Your instructions
The records below must be copied out completely and exactly.

Given records
■ ■ ■ ■ ■
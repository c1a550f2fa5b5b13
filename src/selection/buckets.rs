//! Age bucket partitioning and effective weight computation
//!
//! Photos are assigned to the first bucket whose age ceiling they satisfy;
//! the terminal unbounded bucket catches everything else, including photos
//! without a capture timestamp. Buckets whose candidate pool empties out
//! simply drop from the weighted draw: survivors keep their configured
//! weights and the removed mass shifts among them implicitly.

use bitvec::prelude::{BitVec, bitvec};
use chrono::{DateTime, Utc};

use crate::catalog::PhotoRecord;
use crate::selection::history::RecentHistory;

/// One age band of the rotation distribution
#[derive(Debug, Clone, Copy, PartialEq, Eq)]
pub struct TimeBucket {
    /// Inclusive age ceiling in days; `None` marks the unbounded final bucket
    pub max_age_days: Option<u32>,
    /// Percentage share of the weighted draw
    pub weight: u32,
}

impl TimeBucket {
    /// Create a bucket with an age ceiling
    pub const fn bounded(max_age_days: u32, weight: u32) -> Self {
        Self {
            max_age_days: Some(max_age_days),
            weight,
        }
    }

    /// Create the open-ended final bucket
    pub const fn unbounded(weight: u32) -> Self {
        Self {
            max_age_days: None,
            weight,
        }
    }

    /// Test whether a photo age falls under this bucket's ceiling
    ///
    /// Undated photos (`None` age) only satisfy the unbounded bucket.
    pub const fn accepts(&self, age_days: Option<i64>) -> bool {
        match (self.max_age_days, age_days) {
            (None, _) => true,
            (Some(ceiling), Some(age)) => age <= ceiling as i64,
            (Some(_), None) => false,
        }
    }
}

/// Mark catalog positions whose photo was recently shown
pub fn exclusion_mask(catalog: &[PhotoRecord], recent: &RecentHistory) -> BitVec {
    let mut mask = bitvec![0; catalog.len()];
    for (index, photo) in catalog.iter().enumerate() {
        if recent.contains(&photo.url) {
            mask.set(index, true);
        }
    }
    mask
}

/// Partition catalog indices into per-bucket candidate pools
///
/// Each photo lands in the first bucket (ascending ceiling order) that
/// accepts its age; excluded positions are skipped entirely.
pub fn partition_catalog(
    catalog: &[PhotoRecord],
    buckets: &[TimeBucket],
    excluded: &BitVec,
    now: DateTime<Utc>,
) -> Vec<Vec<usize>> {
    let mut pools: Vec<Vec<usize>> = vec![Vec::new(); buckets.len()];

    for (index, photo) in catalog.iter().enumerate() {
        if excluded.get(index).as_deref() == Some(&true) {
            continue;
        }
        let age = photo.age_days(now);
        if let Some(slot) = buckets.iter().position(|bucket| bucket.accepts(age)) {
            if let Some(pool) = pools.get_mut(slot) {
                pool.push(index);
            }
        }
    }

    pools
}

/// Per-bucket weights for the draw, zeroing buckets with no candidates
pub fn effective_weights(buckets: &[TimeBucket], pools: &[Vec<usize>]) -> Vec<u32> {
    buckets
        .iter()
        .zip(pools)
        .map(|(bucket, pool)| if pool.is_empty() { 0 } else { bucket.weight })
        .collect()
}

#[cfg(test)]
mod tests {
    use super::*;
    use chrono::Duration;

    fn dated(url: &str, age_days: i64, now: DateTime<Utc>) -> PhotoRecord {
        PhotoRecord::new(url, 800, 480).with_capture_time(now - Duration::days(age_days))
    }

    #[test]
    fn test_photo_lands_in_first_accepting_bucket() {
        let now = Utc::now();
        let buckets = [
            TimeBucket::bounded(30, 50),
            TimeBucket::bounded(365, 30),
            TimeBucket::unbounded(20),
        ];
        let catalog = [
            dated("young", 5, now),
            dated("middle", 90, now),
            dated("old", 900, now),
            PhotoRecord::new("undated", 800, 480),
        ];
        let excluded = bitvec![0; catalog.len()];

        let pools = partition_catalog(&catalog, &buckets, &excluded, now);
        assert_eq!(pools, vec![vec![0], vec![1], vec![2, 3]]);
    }

    #[test]
    fn test_excluded_positions_never_pool() {
        let now = Utc::now();
        let buckets = [TimeBucket::unbounded(100)];
        let catalog = [dated("a", 1, now), dated("b", 2, now)];
        let mut excluded = bitvec![0; 2];
        excluded.set(0, true);

        let pools = partition_catalog(&catalog, &buckets, &excluded, now);
        assert_eq!(pools, vec![vec![1]]);
    }

    #[test]
    fn test_empty_pool_zeroes_weight() {
        let buckets = [TimeBucket::bounded(30, 50), TimeBucket::unbounded(50)];
        let pools = vec![Vec::new(), vec![3, 4]];
        assert_eq!(effective_weights(&buckets, &pools), vec![0, 50]);
    }
}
■ ■ ■ ■ ■
Solved exercise
repository c1a550f2fa5b5b13
filename src/selection/buckets.rs
//! Age bucket partitioning and effective weight computation
//!
//! Photos are assigned to the first bucket whose age ceiling they satisfy;
//! the terminal unbounded bucket catches everything else, including photos
//! without a capture timestamp. Buckets whose candidate pool empties out
//! simply drop from the weighted draw: survivors keep their configured
//! weights and the removed mass shifts among them implicitly.

use bitvec::prelude::{BitVec, bitvec};
use chrono::{DateTime, Utc};

use crate::catalog::PhotoRecord;
use crate::selection::history::RecentHistory;

/// One age band of the rotation distribution
#[derive(Debug, Clone, Copy, PartialEq, Eq)]
pub struct TimeBucket {
    /// Inclusive age ceiling in days; `None` marks the unbounded final bucket
    pub max_age_days: Option<u32>,
    /// Percentage share of the weighted draw
    pub weight: u32,
}

impl TimeBucket {
    /// Create a bucket with an age ceiling
    pub const fn bounded(max_age_days: u32, weight: u32) -> Self {
        Self {
            max_age_days: Some(max_age_days),
            weight,
        }
    }

    /// Create the open-ended final bucket
    pub const fn unbounded(weight: u32) -> Self {
        Self {
            max_age_days: None,
            weight,
        }
    }

    /// Test whether a photo age falls under this bucket's ceiling
    ///
    /// Undated photos (`None` age) only satisfy the unbounded bucket.
    pub const fn accepts(&self, age_days: Option<i64>) -> bool {
        match (self.max_age_days, age_days) {
            (None, _) => true,
            (Some(ceiling), Some(age)) => age <= ceiling as i64,
            (Some(_), None) => false,
        }
    }
}

/// Mark catalog positions whose photo was recently shown
pub fn exclusion_mask(catalog: &[PhotoRecord], recent: &RecentHistory) -> BitVec {
    let mut mask = bitvec![0; catalog.len()];
    for (index, photo) in catalog.iter().enumerate() {
        if recent.contains(&photo.url) {
            mask.set(index, true);
        }
    }
    mask
}

/// Partition catalog indices into per-bucket candidate pools
///
/// Each photo lands in the first bucket (ascending ceiling order) that
/// accepts its age; excluded positions are skipped entirely.
pub fn partition_catalog(
    catalog: &[PhotoRecord],
    buckets: &[TimeBucket],
    excluded: &BitVec,
    now: DateTime<Utc>,
) -> Vec<Vec<usize>> {
    let mut pools: Vec<Vec<usize>> = vec![Vec::new(); buckets.len()];

    for (index, photo) in catalog.iter().enumerate() {
        if excluded.get(index).as_deref() == Some(&true) {
            continue;
        }
        let age = photo.age_days(now);
        if let Some(slot) = buckets.iter().position(|bucket| bucket.accepts(age)) {
            if let Some(pool) = pools.get_mut(slot) {
                pool.push(index);
            }
        }
    }

    pools
}

/// Per-bucket weights for the draw, zeroing buckets with no candidates
pub fn effective_weights(buckets: &[TimeBucket], pools: &[Vec<usize>]) -> Vec<u32> {
    buckets
        .iter()
        .zip(pools)
        .map(|(bucket, pool)| if pool.is_empty() { 0 } else { bucket.weight })
        .collect()
}

#[cfg(test)]
mod tests {
    use super::*;
    use chrono::Duration;

    fn dated(url: &str, age_days: i64, now: DateTime<Utc>) -> PhotoRecord {
        PhotoRecord::new(url, 800, 480).with_capture_time(now - Duration::days(age_days))
    }

    #[test]
    fn test_photo_lands_in_first_accepting_bucket() {
        let now = Utc::now();
        let buckets = [
            TimeBucket::bounded(30, 50),
            TimeBucket::bounded(365, 30),
            TimeBucket::unbounded(20),
        ];
        let catalog = [
            dated("young", 5, now),
            dated("middle", 90, now),
            dated("old", 900, now),
            PhotoRecord::new("undated", 800, 480),
        ];
        let excluded = bitvec![0; catalog.len()];

        let pools = partition_catalog(&catalog, &buckets, &excluded, now);
        assert_eq!(pools, vec![vec![0], vec![1], vec![2, 3]]);
    }

    #[test]
    fn test_excluded_positions_never_pool() {
        let now = Utc::now();
        let buckets = [TimeBucket::unbounded(100)];
        let catalog = [dated("a", 1, now), dated("b", 2, now)];
        let mut excluded = bitvec![0; 2];
        excluded.set(0, true);

        let pools = partition_catalog(&catalog, &buckets, &excluded, now);
        assert_eq!(pools, vec![vec![1]]);
    }

    #[test]
    fn test_empty_pool_zeroes_weight() {
        let buckets = [TimeBucket::bounded(30, 50), TimeBucket::unbounded(50)];
        let pools = vec![Vec::new(), vec![3, 4]];
        assert_eq!(effective_weights(&buckets, &pools), vec![0, 50]);
    }
}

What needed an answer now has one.